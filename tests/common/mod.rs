use std::{path::Path, sync::Arc};

use sqlenc::{
    EncryptAlgorithm, EncryptError, EncryptRule, EncryptRuleConfig, InMemorySchema, Result,
    SqlValue,
};

/// Readable stand-in for a real cipher: `enc:value`.
pub struct PrefixAlgorithm {
    prefix: &'static str,
}

impl PrefixAlgorithm {
    pub fn new(prefix: &'static str) -> Arc<Self> {
        Arc::new(Self { prefix })
    }
}

impl EncryptAlgorithm for PrefixAlgorithm {
    fn algorithm_type(&self) -> &str {
        "PREFIX"
    }

    fn encrypt(&self, plain: &SqlValue) -> Result<SqlValue> {
        Ok(match plain.plaintext() {
            Some(p) => SqlValue::Text(format!("{}:{p}", self.prefix)),
            None => SqlValue::Null,
        })
    }

    fn decrypt(&self, cipher: &SqlValue) -> Result<SqlValue> {
        match cipher {
            SqlValue::Text(s) => s
                .strip_prefix(&format!("{}:", self.prefix))
                .map(|p| SqlValue::Text(p.to_string()))
                .ok_or_else(|| EncryptError::Algorithm {
                    algorithm: "PREFIX".into(),
                    message: format!("not a cipher: {s}"),
                }),
            other => Ok(other.clone()),
        }
    }
}

pub fn config() -> EncryptRuleConfig {
    let path = Path::new(env!("CARGO_MANIFEST_DIR")).join("tests/rule.json");
    EncryptRuleConfig::from_path(&path).expect("could not load tests/rule.json")
}

/// The test rule with its encryptors swapped for prefix algorithms.
#[allow(dead_code)]
pub fn prefix_rule() -> EncryptRule {
    EncryptRule::builder(config())
        .algorithm("aes", PrefixAlgorithm::new("enc"))
        .algorithm("digest", PrefixAlgorithm::new("assist"))
        .build()
        .expect("could not build rule")
}

pub fn schema() -> Arc<InMemorySchema> {
    Arc::new(
        InMemorySchema::default()
            .with_table("t_user", ["id", "pwd", "email", "phone"])
            .with_table("t_order", ["order_id", "user_id", "amount"]),
    )
}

════════════════════

• [Assignment] In the lines above, find each one with "path" and list it.

• [Written solution]
use std::{path::Path, sync::Arc};
    let path = Path::new(env!("CARGO_MANIFEST_DIR")).join("tests/rule.json");
    EncryptRuleConfig::from_path(&path).expect("could not load tests/rule.json")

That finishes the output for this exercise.